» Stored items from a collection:
------------------------------------------------------------------------
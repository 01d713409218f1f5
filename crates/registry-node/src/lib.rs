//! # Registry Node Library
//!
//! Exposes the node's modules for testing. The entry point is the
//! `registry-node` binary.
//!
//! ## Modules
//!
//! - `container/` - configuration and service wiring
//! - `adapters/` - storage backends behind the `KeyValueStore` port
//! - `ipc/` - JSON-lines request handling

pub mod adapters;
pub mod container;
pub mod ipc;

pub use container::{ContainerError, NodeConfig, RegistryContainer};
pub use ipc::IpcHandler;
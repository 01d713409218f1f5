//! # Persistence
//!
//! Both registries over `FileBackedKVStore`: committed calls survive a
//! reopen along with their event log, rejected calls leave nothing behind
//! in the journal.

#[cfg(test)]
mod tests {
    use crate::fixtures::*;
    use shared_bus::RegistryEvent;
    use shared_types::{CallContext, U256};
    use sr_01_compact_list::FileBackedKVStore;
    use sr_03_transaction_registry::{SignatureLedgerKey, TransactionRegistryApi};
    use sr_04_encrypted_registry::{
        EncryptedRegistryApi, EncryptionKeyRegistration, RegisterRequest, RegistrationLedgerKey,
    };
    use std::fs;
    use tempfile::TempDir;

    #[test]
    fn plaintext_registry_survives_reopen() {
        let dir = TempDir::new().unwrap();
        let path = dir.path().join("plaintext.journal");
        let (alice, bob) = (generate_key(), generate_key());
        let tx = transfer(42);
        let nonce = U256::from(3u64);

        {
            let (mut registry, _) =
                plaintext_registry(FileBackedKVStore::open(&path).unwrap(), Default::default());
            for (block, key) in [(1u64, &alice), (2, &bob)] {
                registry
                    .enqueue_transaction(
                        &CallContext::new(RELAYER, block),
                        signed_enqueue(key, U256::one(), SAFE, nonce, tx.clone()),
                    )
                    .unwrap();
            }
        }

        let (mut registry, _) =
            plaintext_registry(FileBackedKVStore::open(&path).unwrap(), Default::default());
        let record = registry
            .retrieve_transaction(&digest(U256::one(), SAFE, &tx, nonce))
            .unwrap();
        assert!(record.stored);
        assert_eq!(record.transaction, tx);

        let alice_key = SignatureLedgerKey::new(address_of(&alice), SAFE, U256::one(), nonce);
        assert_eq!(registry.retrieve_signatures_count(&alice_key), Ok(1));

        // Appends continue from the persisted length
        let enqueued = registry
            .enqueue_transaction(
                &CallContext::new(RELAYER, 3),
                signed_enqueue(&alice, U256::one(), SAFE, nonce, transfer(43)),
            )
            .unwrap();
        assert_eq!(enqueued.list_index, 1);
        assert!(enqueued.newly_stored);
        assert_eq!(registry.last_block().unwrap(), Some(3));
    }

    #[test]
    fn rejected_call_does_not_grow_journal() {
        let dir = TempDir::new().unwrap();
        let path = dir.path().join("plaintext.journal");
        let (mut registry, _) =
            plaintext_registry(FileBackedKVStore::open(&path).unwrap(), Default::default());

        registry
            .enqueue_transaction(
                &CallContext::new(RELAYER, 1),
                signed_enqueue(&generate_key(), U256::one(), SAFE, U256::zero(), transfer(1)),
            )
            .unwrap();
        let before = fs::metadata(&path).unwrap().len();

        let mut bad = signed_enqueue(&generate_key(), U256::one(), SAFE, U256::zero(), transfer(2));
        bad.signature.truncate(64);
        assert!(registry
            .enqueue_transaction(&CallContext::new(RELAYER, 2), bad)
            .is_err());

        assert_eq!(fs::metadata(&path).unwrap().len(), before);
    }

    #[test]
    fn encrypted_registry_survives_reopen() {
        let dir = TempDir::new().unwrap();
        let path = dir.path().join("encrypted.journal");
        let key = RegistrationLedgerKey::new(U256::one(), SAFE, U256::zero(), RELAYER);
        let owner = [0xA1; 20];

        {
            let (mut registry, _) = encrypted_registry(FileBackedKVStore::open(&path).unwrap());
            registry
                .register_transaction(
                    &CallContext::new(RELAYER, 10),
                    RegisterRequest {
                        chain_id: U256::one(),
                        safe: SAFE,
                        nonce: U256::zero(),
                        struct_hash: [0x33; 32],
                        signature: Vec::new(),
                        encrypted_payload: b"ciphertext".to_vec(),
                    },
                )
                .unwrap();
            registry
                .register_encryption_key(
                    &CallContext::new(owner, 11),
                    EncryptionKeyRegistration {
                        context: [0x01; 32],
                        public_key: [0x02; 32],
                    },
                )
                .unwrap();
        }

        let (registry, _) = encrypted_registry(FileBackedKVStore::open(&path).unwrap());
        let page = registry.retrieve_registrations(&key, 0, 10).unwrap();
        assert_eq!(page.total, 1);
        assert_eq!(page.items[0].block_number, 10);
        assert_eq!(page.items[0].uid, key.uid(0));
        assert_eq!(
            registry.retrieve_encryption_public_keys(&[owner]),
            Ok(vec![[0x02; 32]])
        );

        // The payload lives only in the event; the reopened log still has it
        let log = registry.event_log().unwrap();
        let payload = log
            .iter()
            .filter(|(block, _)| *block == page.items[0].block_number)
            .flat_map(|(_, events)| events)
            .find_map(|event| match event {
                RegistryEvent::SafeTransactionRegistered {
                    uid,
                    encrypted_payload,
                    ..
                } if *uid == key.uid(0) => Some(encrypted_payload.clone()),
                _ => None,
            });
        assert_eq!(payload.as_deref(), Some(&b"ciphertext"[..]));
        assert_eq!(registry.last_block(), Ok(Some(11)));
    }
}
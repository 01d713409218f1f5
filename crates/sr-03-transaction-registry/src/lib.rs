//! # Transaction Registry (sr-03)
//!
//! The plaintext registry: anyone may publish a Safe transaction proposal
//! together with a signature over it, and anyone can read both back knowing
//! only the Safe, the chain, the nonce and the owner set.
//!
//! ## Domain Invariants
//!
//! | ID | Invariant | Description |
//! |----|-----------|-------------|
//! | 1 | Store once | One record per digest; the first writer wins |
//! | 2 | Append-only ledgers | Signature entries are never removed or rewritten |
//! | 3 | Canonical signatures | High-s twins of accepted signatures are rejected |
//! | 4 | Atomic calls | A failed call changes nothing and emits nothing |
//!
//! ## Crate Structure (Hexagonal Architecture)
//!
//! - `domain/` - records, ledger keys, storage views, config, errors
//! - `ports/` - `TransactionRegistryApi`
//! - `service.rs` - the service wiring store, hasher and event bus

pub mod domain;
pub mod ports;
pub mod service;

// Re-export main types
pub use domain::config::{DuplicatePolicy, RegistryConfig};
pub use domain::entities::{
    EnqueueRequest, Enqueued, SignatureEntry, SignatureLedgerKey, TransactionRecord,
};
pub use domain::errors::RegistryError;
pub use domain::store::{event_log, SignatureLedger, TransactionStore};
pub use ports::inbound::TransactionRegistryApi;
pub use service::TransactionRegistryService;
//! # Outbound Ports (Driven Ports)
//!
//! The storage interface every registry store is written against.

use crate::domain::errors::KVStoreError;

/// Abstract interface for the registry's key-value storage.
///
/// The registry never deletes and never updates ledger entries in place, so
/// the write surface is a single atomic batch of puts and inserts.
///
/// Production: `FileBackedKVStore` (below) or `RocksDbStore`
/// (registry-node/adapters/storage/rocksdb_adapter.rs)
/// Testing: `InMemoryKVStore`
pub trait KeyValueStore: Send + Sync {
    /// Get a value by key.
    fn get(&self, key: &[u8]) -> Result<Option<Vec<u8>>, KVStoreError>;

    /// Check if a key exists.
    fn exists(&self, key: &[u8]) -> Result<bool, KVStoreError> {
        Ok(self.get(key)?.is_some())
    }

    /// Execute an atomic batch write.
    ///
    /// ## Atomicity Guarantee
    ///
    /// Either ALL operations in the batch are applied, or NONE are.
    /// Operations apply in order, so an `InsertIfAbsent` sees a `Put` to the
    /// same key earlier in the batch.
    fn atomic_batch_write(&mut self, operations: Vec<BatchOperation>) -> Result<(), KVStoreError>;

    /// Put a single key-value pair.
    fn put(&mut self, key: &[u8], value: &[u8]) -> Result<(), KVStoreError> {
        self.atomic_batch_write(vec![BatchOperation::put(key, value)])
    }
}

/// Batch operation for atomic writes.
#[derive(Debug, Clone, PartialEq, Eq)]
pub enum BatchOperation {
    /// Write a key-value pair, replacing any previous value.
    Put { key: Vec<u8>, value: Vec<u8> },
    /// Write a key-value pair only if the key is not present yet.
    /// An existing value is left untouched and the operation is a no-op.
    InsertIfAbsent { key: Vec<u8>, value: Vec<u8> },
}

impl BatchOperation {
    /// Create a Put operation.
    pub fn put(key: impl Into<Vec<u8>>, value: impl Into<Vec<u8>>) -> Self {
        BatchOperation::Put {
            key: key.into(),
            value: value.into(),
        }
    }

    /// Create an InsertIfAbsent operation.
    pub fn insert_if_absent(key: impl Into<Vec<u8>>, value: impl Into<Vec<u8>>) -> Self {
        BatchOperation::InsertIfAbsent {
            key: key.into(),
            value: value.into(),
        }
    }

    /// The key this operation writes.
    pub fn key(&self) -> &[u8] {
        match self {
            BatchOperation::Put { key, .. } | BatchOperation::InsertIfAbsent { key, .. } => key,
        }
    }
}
------------------------------------------------------------------------
» ABOUT THIS EXERCISE: Check the entries above line by line and return each one containing the word "only".

» ANSWER TO THIS PROBLEM:
        // The payload lives only in the event; the reopened log still has it
//! only the Safe, the chain, the nonce and the owner set.
//! | 2 | Append-only ledgers | Signature entries are never removed or rewritten |
    /// Write a key-value pair only if the key is not present yet.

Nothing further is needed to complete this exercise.